I have several Aristo Evans box cars with metal wheels and Kadee #789 couplers. I have resorted to adding a little weight to each car in the form of 4 large washers glued over the truck bolsters inside the car. This is the only way I could get these cars to track well. They had tendency to "string" when pulling trains of 20-30 cars around my curves. I have min 10' curves and most are 14' on the mainline.

However the addional weight with several of these cars makes the train heavier.


Any thoughts??


----------



## chuck n (Jan 2, 2008)

Have you tried putting the cars at the back end of the train? If they are not pulling other cars, they may stay on better.

Chuck


----------



## Nicholas Savatgy (Dec 17, 2008)

Throwing them in the Trash has worked well for me

Never had any good luck with them

No surprise there...............


USA seems to track much better Ralph.................


Nicktrain66


----------



## NTCGRR (Jan 2, 2008)

Throw them this way Nick 
all of mine run fine after I removed the trucks and filed just alittle off each side of the things that keep the trucks level. not too much 
once you get side to side movement, no washers or weights are needed. 
I body mount all of my cars also.


----------



## John J (Dec 29, 2007)

I bought one years ago at THE BIG TRAIN SHOW when it was on the Queen Marry. Was a show special. I had trouble with it tracking even at the end of the train. I did what Marty suggested and it tracks fine. I have done the same thing with some trouble some shorter cars.


----------



## mgilger (Feb 22, 2008)

Marty,
Can you explain a bit more about the filing? I see a narrow plastic of piece on each side of the bolster to prevent the car from tilting to far to one side. By filing these down, just a bit, wouldn't that let the car tilt more and make things worse? I have a half dozen of these cars, and although I don't have a big problem, I have had that problem occasionally.


Mark
http://mmg-garden-rr.webs.com


----------



## Greg Elmassian (Jan 3, 2008)

So the trucks did not have enough side bearing clearance? (side to side)... weird... did anyone try backing the center screw out a bit? 

By the way Mark, how much do your cars weigh now? 

Funny thing, my USAT cars with non sprung trucks always tracked better than my Aristo cars with sprung trucks... never could explain it until I realized that the USAT cars were about 1 pound heavier. 

Regards, Greg


----------



## rocketrider (May 6, 2008)

Thansk for the helful hints.....I will try to file a little off the tabs. I have lubricated these with graphite with limited success.
If this works I will gradually remove some of the weights.


----------



## Greg Elmassian (Jan 3, 2008)

3-4 pounds is a good weight for a 40' box, so 3-5 to 4.5 would be fine, you might weigh it first before removing your weights. 

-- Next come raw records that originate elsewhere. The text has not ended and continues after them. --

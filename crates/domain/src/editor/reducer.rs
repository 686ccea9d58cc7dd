//! The editor reducer.
//!
//! `reduce` is the only way an [`EditorState`] changes. It is pure: it never
//! touches its input, performs no I/O, and returns a new state.
//!
//! Numeric setters write the raw text into the buffer unconditionally and
//! advance the numeric model only when that text parses. A failed parse is
//! not an error here; it just leaves the last valid number in place, which is
//! how half-typed input like `"-"` survives.

use super::action::EditorAction;
use super::state::EditorState;
use crate::value_objects::parse_leaf;

/// Apply `action` to `state`, returning the next state.
///
/// Callers range-check `SwitchCharacter` before dispatching it; an
/// out-of-range index that slips through returns the state unchanged.
pub fn reduce(state: &EditorState, action: EditorAction) -> EditorState {
    let mut next = state.clone();

    match action {
        EditorAction::AddCharacter => next.push_empty(),
        EditorAction::DeleteCharacter => next.remove_current(),
        EditorAction::SwitchCharacter { index } => {
            if state.can_switch_to(index) {
                next.select(index);
            }
        }
        EditorAction::SetName { value } => next.current_mut().set_name(value),
        EditorAction::SetMultiplier { status, value } => {
            if let Ok(number) = parse_leaf(&value) {
                next.current_mut().set_multiplier(status, number);
            }
            next.input_values_mut().set_multiplier(status, value);
        }
        EditorAction::SetFlame {
            slot,
            status,
            value,
        } => {
            if let Ok(number) = parse_leaf(&value) {
                next.current_mut().set_flame(slot, status, number);
            }
            next.input_values_mut().set_flame(slot, status, value);
        }
    }

    next
}

#[cfg(test)]
mod tests {
    use super::*;
    use crate::editor::InputValues;
    use crate::entities::Character;
    use crate::value_objects::{EquipmentSlot, StatusKind};
    use proptest::prelude::*;

    fn set_flame(slot: EquipmentSlot, status: StatusKind, value: &str) -> EditorAction {
        EditorAction::SetFlame {
            slot,
            status,
            value: value.to_string(),
        }
    }

    fn set_multiplier(status: StatusKind, value: &str) -> EditorAction {
        EditorAction::SetMultiplier {
            status,
            value: value.to_string(),
        }
    }

    fn set_name(value: &str) -> EditorAction {
        EditorAction::SetName {
            value: value.to_string(),
        }
    }

    fn apply_all(actions: impl IntoIterator<Item = EditorAction>) -> EditorState {
        actions
            .into_iter()
            .fold(EditorState::default(), |state, action| reduce(&state, action))
    }

    mod add_character {
        use super::*;

        #[test]
        fn selects_the_new_character_with_an_empty_buffer() {
            let state = apply_all([
                set_name("Mercedes"),
                set_flame(EquipmentSlot::Weapon, StatusKind::Dex, "120"),
                EditorAction::AddCharacter,
            ]);

            assert_eq!(state.index(), 1);
            assert_eq!(state.characters().len(), 2);
            assert_eq!(state.input_values(), &InputValues::default());
            assert_eq!(state.current(), &Character::empty());
            assert_eq!(state.characters()[0].name(), "Mercedes");
        }

        #[test]
        fn appends_at_the_end() {
            let state = apply_all([
                EditorAction::AddCharacter,
                EditorAction::AddCharacter,
                EditorAction::SwitchCharacter { index: 0 },
                EditorAction::AddCharacter,
            ]);

            assert_eq!(state.characters().len(), 4);
            assert_eq!(state.index(), 3);
        }
    }

    mod delete_character {
        use super::*;

        #[test]
        fn removes_the_selected_character() {
            let state = apply_all([
                set_name("first"),
                EditorAction::AddCharacter,
                set_name("second"),
                EditorAction::AddCharacter,
                set_name("third"),
                EditorAction::SwitchCharacter { index: 1 },
                EditorAction::DeleteCharacter,
            ]);

            let names: Vec<_> = state.characters().iter().map(Character::name).collect();
            assert_eq!(names, vec!["first", "third"]);
            assert_eq!(state.index(), 1);
            assert_eq!(state.current().name(), "third");
        }

        #[test]
        fn deleting_the_last_element_selects_the_new_last() {
            let state = apply_all([
                set_flame(EquipmentSlot::Hat, StatusKind::Str, "7"),
                EditorAction::AddCharacter,
                EditorAction::DeleteCharacter,
            ]);

            assert_eq!(state.characters().len(), 1);
            assert_eq!(state.index(), 0);
            assert_eq!(state.input_values().flame(EquipmentSlot::Hat, StatusKind::Str), "7");
        }

        #[test]
        fn the_sole_character_is_kept_unchanged() {
            let before = apply_all([
                set_name("only"),
                set_multiplier(StatusKind::Luk, "3"),
            ]);

            let after = reduce(&before, EditorAction::DeleteCharacter);

            assert_eq!(after.characters().len(), 1);
            assert_eq!(after.index(), 0);
            assert_eq!(after.current(), before.current());
            assert_eq!(after.current().name(), "only");
        }

        #[test]
        fn rebuilds_the_buffer_from_the_surviving_character() {
            let state = apply_all([
                set_multiplier(StatusKind::Str, "-"),
                EditorAction::DeleteCharacter,
            ]);

            assert_eq!(state.input_values().multiplier(StatusKind::Str), "0");
        }
    }

    mod switch_character {
        use super::*;

        #[test]
        fn rebuilds_the_buffer_from_the_model() {
            let state = apply_all([
                set_multiplier(StatusKind::Wat, "2"),
                set_multiplier(StatusKind::Wat, "2-"),
                EditorAction::AddCharacter,
                set_flame(EquipmentSlot::Cape, StatusKind::Int, "abc"),
                EditorAction::SwitchCharacter { index: 0 },
            ]);

            assert_eq!(state.index(), 0);
            assert_eq!(state.input_values().multiplier(StatusKind::Wat), "2");
            assert_eq!(
                state.input_values(),
                &InputValues::from_character(&state.characters()[0])
            );
        }

        #[test]
        fn switching_back_drops_transient_text() {
            let state = apply_all([
                EditorAction::AddCharacter,
                set_flame(EquipmentSlot::Top, StatusKind::Luk, "1e"),
                EditorAction::SwitchCharacter { index: 0 },
                EditorAction::SwitchCharacter { index: 1 },
            ]);

            assert_eq!(state.input_values().flame(EquipmentSlot::Top, StatusKind::Luk), "0");
        }

        #[test]
        fn out_of_range_leaves_state_unchanged() {
            let state = EditorState::default();
            let next = reduce(&state, EditorAction::SwitchCharacter { index: 3 });
            assert_eq!(next, state);

            let two = apply_all([
                EditorAction::AddCharacter,
                set_flame(EquipmentSlot::Cape, StatusKind::Dex, "4."),
            ]);
            let next = reduce(&two, EditorAction::SwitchCharacter { index: 2 });
            assert_eq!(next, two);
            assert_eq!(next.input_values().flame(EquipmentSlot::Cape, StatusKind::Dex), "4.");
        }
    }

    mod set_name {
        use super::*;

        #[test]
        fn renames_only_the_selected_character() {
            let state = apply_all([
                EditorAction::AddCharacter,
                set_name("Luminous"),
            ]);

            assert_eq!(state.characters()[0].name(), "");
            assert_eq!(state.characters()[1].name(), "Luminous");
        }

        #[test]
        fn leaves_the_buffer_alone() {
            let before = apply_all([set_flame(EquipmentSlot::Face, StatusKind::Dex, "4.")]);
            let after = reduce(&before, set_name("Phantom"));

            assert_eq!(after.input_values(), before.input_values());
        }
    }

    mod set_multiplier {
        use super::*;

        #[test]
        fn numeric_text_updates_buffer_and_model() {
            let state = apply_all([set_multiplier(StatusKind::Str, "1.5")]);

            assert_eq!(state.input_values().multiplier(StatusKind::Str), "1.5");
            assert_eq!(state.current().multiplier(StatusKind::Str), 1.5);
        }

        #[test]
        fn unparsable_text_keeps_last_valid_number() {
            let state = apply_all([
                set_multiplier(StatusKind::Dex, "12"),
                set_multiplier(StatusKind::Dex, "12x"),
            ]);

            assert_eq!(state.input_values().multiplier(StatusKind::Dex), "12x");
            assert_eq!(state.current().multiplier(StatusKind::Dex), 12.0);
        }

        #[test]
        fn touches_only_the_addressed_status() {
            let state = apply_all([set_multiplier(StatusKind::All, "9")]);

            for status in StatusKind::ALL {
                let expected = if status == StatusKind::All { 9.0 } else { 0.0 };
                assert_eq!(state.current().multiplier(status), expected);
            }
        }
    }

    mod set_flame {
        use super::*;

        #[test]
        fn typing_a_negative_number_keystroke_by_keystroke() {
            let mut state = apply_all([set_flame(EquipmentSlot::Shoes, StatusKind::Luk, "5")]);
            let mut observed = Vec::new();

            for text in ["", "-", "-1", "-12"] {
                state = reduce(&state, set_flame(EquipmentSlot::Shoes, StatusKind::Luk, text));
                observed.push((
                    state
                        .input_values()
                        .flame(EquipmentSlot::Shoes, StatusKind::Luk)
                        .to_string(),
                    state.current().flame(EquipmentSlot::Shoes, StatusKind::Luk),
                ));
            }

            assert_eq!(
                observed,
                vec![
                    ("".to_string(), 0.0),
                    ("-".to_string(), 0.0),
                    ("-1".to_string(), -1.0),
                    ("-12".to_string(), -12.0),
                ]
            );
        }

        #[test]
        fn non_finite_text_keeps_last_valid_number() {
            let state = apply_all([
                set_flame(EquipmentSlot::Hat, StatusKind::Int, "7"),
                set_flame(EquipmentSlot::Hat, StatusKind::Int, "Infinity"),
            ]);
            assert_eq!(state.input_values().flame(EquipmentSlot::Hat, StatusKind::Int), "Infinity");
            assert_eq!(state.current().flame(EquipmentSlot::Hat, StatusKind::Int), 7.0);

            let state = reduce(&state, set_flame(EquipmentSlot::Hat, StatusKind::Int, "1e400"));
            assert_eq!(state.input_values().flame(EquipmentSlot::Hat, StatusKind::Int), "1e400");
            assert_eq!(state.current().flame(EquipmentSlot::Hat, StatusKind::Int), 7.0);
        }

        #[test]
        fn pendant_slots_are_independent() {
            let state = apply_all([set_flame(EquipmentSlot::Pendant1, StatusKind::Int, "33")]);

            assert_eq!(state.current().flame(EquipmentSlot::Pendant1, StatusKind::Int), 33.0);
            assert_eq!(state.current().flame(EquipmentSlot::Pendant2, StatusKind::Int), 0.0);
            assert_eq!(
                state.input_values().flame(EquipmentSlot::Pendant2, StatusKind::Int),
                "0"
            );
        }

        #[test]
        fn edits_feed_the_score() {
            let state = apply_all([
                set_multiplier(StatusKind::Str, "2"),
                set_flame(EquipmentSlot::Weapon, StatusKind::Str, "10"),
                set_flame(EquipmentSlot::Weapon, StatusKind::Dex, "5"),
            ]);

            assert_eq!(state.current().score(EquipmentSlot::Weapon), 20.0);
        }
    }

    #[test]
    fn reduce_does_not_modify_its_input() {
        let before = EditorState::default();
        let snapshot = before.clone();

        let _ = reduce(&before, set_flame(EquipmentSlot::Belt, StatusKind::Mat, "8"));
        let _ = reduce(&before, EditorAction::AddCharacter);

        assert_eq!(before, snapshot);
    }

    // =========================================================================
    // Invariants over arbitrary edit sequences
    // =========================================================================

    fn arb_status() -> impl Strategy<Value = StatusKind> {
        proptest::sample::select(StatusKind::ALL.to_vec())
    }

    fn arb_slot() -> impl Strategy<Value = EquipmentSlot> {
        proptest::sample::select(EquipmentSlot::ALL.to_vec())
    }

    fn arb_text() -> impl Strategy<Value = String> {
        prop_oneof![
            "-?[0-9]{0,4}(\\.[0-9]{0,2})?",
            "[-.e a-z]{0,3}",
        ]
    }

    /// Switch targets are drawn wide on purpose; the driver range-checks them
    /// the way a caller must.
    fn arb_action() -> impl Strategy<Value = EditorAction> {
        prop_oneof![
            Just(EditorAction::AddCharacter),
            Just(EditorAction::DeleteCharacter),
            (0usize..8).prop_map(|index| EditorAction::SwitchCharacter { index }),
            "[a-z]{0,6}".prop_map(|value| EditorAction::SetName { value }),
            (arb_status(), arb_text())
                .prop_map(|(status, value)| EditorAction::SetMultiplier { status, value }),
            (arb_slot(), arb_status(), arb_text())
                .prop_map(|(slot, status, value)| EditorAction::SetFlame { slot, status, value }),
        ]
    }

    proptest! {
        #[test]
        fn index_stays_in_bounds_and_roster_never_empties(
            actions in proptest::collection::vec(arb_action(), 0..60)
        ) {
            let mut state = EditorState::default();
            for action in actions {
                if let EditorAction::SwitchCharacter { index } = action {
                    if !state.can_switch_to(index) {
                        continue;
                    }
                }
                state = reduce(&state, action);

                prop_assert!(!state.characters().is_empty());
                prop_assert!(state.index() < state.characters().len());
            }
        }

        #[test]
        fn flame_buffer_always_takes_text_and_model_follows_parse(
            prefix in proptest::collection::vec(arb_action(), 0..20),
            slot in arb_slot(),
            status in arb_status(),
            value in arb_text(),
        ) {
            let mut state = EditorState::default();
            for action in prefix {
                if let EditorAction::SwitchCharacter { index } = action {
                    if !state.can_switch_to(index) {
                        continue;
                    }
                }
                state = reduce(&state, action);
            }
            let previous = state.current().flame(slot, status);

            let next = reduce(&state, EditorAction::SetFlame { slot, status, value: value.clone() });

            prop_assert_eq!(next.input_values().flame(slot, status), value.as_str());
            let expected = crate::value_objects::parse_number(&value).unwrap_or(previous);
            prop_assert_eq!(next.current().flame(slot, status), expected);
        }
    }
}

When I started running long trains to get my trackwork in shape, I also found out reasonable weight was very helpful, besides everything else being in order. 

Aristo cars tended to be a bit light. 

Regards, Greg


----------



## Paul Burch (Jan 2, 2008)

I do what Marty does. File the tabs that keep the truck to rigid. Just a little so that the truck can rock a little bit. Never have had any trouble. I do have all body mount couplers and steel wheels.


----------



## noelw (Jan 2, 2008)

Just use a three point sys... Never de-rail... Only have one end boster able to lean by filing down on each side of the boster. One end holds the car level and other end can adjust for the side to side of unlevel track... We do that to any thing that has a longer wheel base. Its an old Ho thing from the 50ths..


----------



## Greg Elmassian (Jan 3, 2008)

3 point would mean file just one end. It seems that there is too little side bearing clearance. 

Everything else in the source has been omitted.